▸ **Instructions to follow**: Look at each line below and tally those holding "StackdriverLayer"; answer with that figure and nothing else.

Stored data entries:
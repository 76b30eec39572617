use std::{backtrace::Backtrace, error::Error, fmt, io, sync::Arc};

use serde_json::json;
use tracing_subscriber::fmt::writer::BoxMakeWriter;

use crate::{
    config::{Config, ConfigError, Severity},
    engine::{Engine, Entry},
    fields::{to_fields, Fields, Payload},
    layer::StackdriverLayer,
};

/// Identifies the deployed service a record came from.
///
/// Error Reporting groups errors by this pair.
#[derive(Debug, Clone, PartialEq, Eq)]
pub struct ServiceContext {
    service: String,
    version: String,
}

impl ServiceContext {
    pub fn service(&self) -> &str {
        &self.service
    }

    pub fn version(&self) -> &str {
        &self.version
    }

    pub(crate) fn to_json(&self) -> serde_json::Value {
        json!({
            "service": self.service,
            "version": self.version,
        })
    }
}

/// Logger writing records in the format expected by Cloud Logging and Error Reporting.
///
/// Build one at startup and pass it by reference to whatever needs to log. Per request, derive a
/// [`RequestLogger`](crate::RequestLogger) with [`Logger::request_logger`].
///
/// # Examples
///
/// ```rust
/// use std::collections::HashMap;
///
/// use stackdriver_logger::{Config, Logger};
///
/// let logger = Logger::new(Config::new("info", "billing", "2.1.0")).unwrap();
///
/// logger.info("started");
///
/// let payload = HashMap::from([("invoices".to_owned(), serde_json::json!(12))]);
/// logger.json_payload(&payload).info("batch done");
///
/// let err = std::io::Error::new(std::io::ErrorKind::Other, "database unreachable");
/// logger.error(&err);
/// ```
pub struct Logger {
    engine: Arc<Engine>,
    service_context: ServiceContext,
}

impl Logger {
    /// Builds a logger from `config`.
    ///
    /// # Errors
    ///
    /// Returns [`ConfigError::InvalidLevel`] if the logging level is not one of `trace`, `debug`,
    /// `info`, `warn`, `error`, `fatal` or `panic`.
    pub fn new(mut config: Config) -> Result<Self, ConfigError> {
        let level = config.logging_level.parse::<Severity>()?;
        let timer = config.take_timer();
        let make_writer = config
            .writer
            .take()
            .unwrap_or_else(|| BoxMakeWriter::new(io::stdout));

        Ok(Self {
            engine: Arc::new(Engine::new(
                level,
                make_writer,
                timer,
                config.log_internal_errors,
            )),
            service_context: ServiceContext {
                service: config.service_name,
                version: config.version,
            },
        })
    }

    /// Logs `message` at the info level.
    pub fn info(&self, message: impl fmt::Display) {
        self.entry().info(message);
    }

    /// Returns an entry carrying every pair of `payload` as a top-level field.
    ///
    /// Cloud Logging shows structured fields as the entry's `jsonPayload`, so the message passed
    /// to the severity method is mostly informative.
    pub fn json_payload(&self, payload: &Payload) -> Entry<'_> {
        self.entry().with_fields(to_fields(payload))
    }

    /// Reports `err` to Error Reporting.
    ///
    /// The stack trace is captured here, so it points at the place the error was logged rather
    /// than where it was created.
    pub fn error(&self, err: &dyn Error) {
        if !self.engine.enabled(Severity::Error) {
            return;
        }

        let mut fields = Fields::new();
        fields.insert("serviceContext".to_owned(), self.service_context.to_json());
        fields.insert("eventTime".to_owned(), self.engine.timestamp().into());
        fields.insert("stack_trace".to_owned(), stack_trace(err).into());

        self.entry().with_fields(fields).error(err);
    }

    /// Direct access to the underlying engine, for anything the methods above do not cover.
    pub fn entry(&self) -> Entry<'_> {
        self.engine.entry()
    }

    pub fn engine(&self) -> &Engine {
        &self.engine
    }

    pub fn service_context(&self) -> &ServiceContext {
        &self.service_context
    }

    /// Returns a [`tracing_subscriber::Layer`] writing `tracing` events through this logger.
    pub fn layer(&self) -> StackdriverLayer {
        StackdriverLayer::new(Arc::clone(&self.engine))
    }
}

impl fmt::Debug for Logger {
    fn fmt(&self, f: &mut fmt::Formatter<'_>) -> fmt::Result {
        f.debug_struct("Logger")
            .field("engine", &self.engine)
            .field("service_context", &self.service_context)
            .finish()
    }
}

/// The error text on top of the current call stack, the layout Error Reporting parses.
pub(crate) fn stack_trace(err: &dyn Error) -> String {
    format!("{err}\n{}", Backtrace::force_capture())
}

#[cfg(test)]
mod tests {
    use std::{io, thread};

    use serde_json::json;

    use super::Logger;
    use crate::{
        config::{Config, ConfigError},
        fields::Payload,
        tests::{parse_lines, test_logger, MockMakeWriter},
    };

    #[test]
    fn accepts_valid_levels() {
        for level in ["trace", "DEBUG", "Info", "warn", "error", "fatal", "panic"] {
            Logger::new(Config::new(level, "test", "1.0.0").with_writer(io::sink)).unwrap();
        }
    }

    #[test]
    fn rejects_invalid_level() {
        let err = Logger::new(Config::new("loud", "test", "1.0.0")).unwrap_err();
        assert!(matches!(err, ConfigError::InvalidLevel(level) if level == "loud"));
    }

    #[test]
    fn logs_an_error() {
        let make_writer = MockMakeWriter::default();
        let subject = Logger::new(
            Config::new("INFO", "test", "1.0.0").with_writer(make_writer.clone()),
        )
        .unwrap();

        subject.error(&io::Error::new(io::ErrorKind::Other, "oh no"));

        let buf = make_writer.buf();
        let got: serde_json::Value = serde_json::from_slice(&buf).unwrap();
        assert_eq!(got["message"], "oh no");
        assert_eq!(got["severity"], "error");
    }

    #[test]
    fn error_carries_service_context_and_trace() {
        let (logger, make_writer) = test_logger("info");

        logger.error(&io::Error::new(io::ErrorKind::Other, "disk full"));

        let records = parse_lines(&make_writer);
        assert_eq!(records.len(), 1);
        let record = &records[0];
        assert_eq!(
            record["serviceContext"],
            json!({"service": "test", "version": "1.0.0"}),
        );
        assert_eq!(record["eventTime"], "fake time");
        assert_eq!(record["timestamp"], "fake time");

        let trace = record["stack_trace"].as_str().unwrap();
        assert!(trace.starts_with("disk full\n"), "{trace}");
        assert!(trace.len() > "disk full\n".len());
    }

    #[inline(never)]
    fn build_disk_error() -> io::Error {
        io::Error::new(io::ErrorKind::Other, "disk full")
    }

    #[test]
    fn error_trace_points_at_logging_site() {
        let (logger, make_writer) = test_logger("info");
        let err = build_disk_error();

        logger.error(&err);

        let records = parse_lines(&make_writer);
        let trace = records[0]["stack_trace"].as_str().unwrap();
        assert!(trace.contains("error_trace_points_at_logging_site"), "{trace}");
        assert!(!trace.contains("build_disk_error"), "{trace}");
    }

    #[test]
    fn error_is_dropped_above_level() {
        let (logger, make_writer) = test_logger("fatal");

        logger.error(&io::Error::new(io::ErrorKind::Other, "ignored"));

        assert!(make_writer.buf().is_empty());
    }

    #[test]
    fn info_respects_level() {
        let (logger, make_writer) = test_logger("warn");
        logger.info("quiet");
        assert!(make_writer.buf().is_empty());

        let (logger, make_writer) = test_logger("info");
        logger.info(format_args!("{} requests", 3));
        assert_eq!(
            parse_lines(&make_writer),
            vec![json!({
                "message": "3 requests",
                "severity": "info",
                "timestamp": "fake time",
            })],
        );
    }

    #[test]
    fn json_payload_keeps_every_field() {
        let (logger, make_writer) = test_logger("debug");
        let payload = Payload::from([
            ("order".to_owned(), json!("A-17")),
            ("items".to_owned(), json!([1, 2, 3])),
            ("meta".to_owned(), json!({"retry": false})),
        ]);

        logger.json_payload(&payload).debug("");

        let record = &parse_lines(&make_writer)[0];
        for (key, value) in &payload {
            assert_eq!(&record[key], value, "{key}");
        }
        assert_eq!(record["severity"], "debug");
    }

    #[test]
    fn shared_between_threads() {
        let (logger, make_writer) = test_logger("info");

        thread::scope(|scope| {
            for worker in 0..4 {
                let logger = &logger;
                scope.spawn(move || {
                    for n in 0..25 {
                        logger.entry().with_field("worker", worker).info(n);
                    }
                });
            }
        });

        let records = parse_lines(&make_writer);
        assert_eq!(records.len(), 100);
        assert!(records.iter().all(|record| record["severity"] == "info"));
    }
}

▸ **Answer**: 3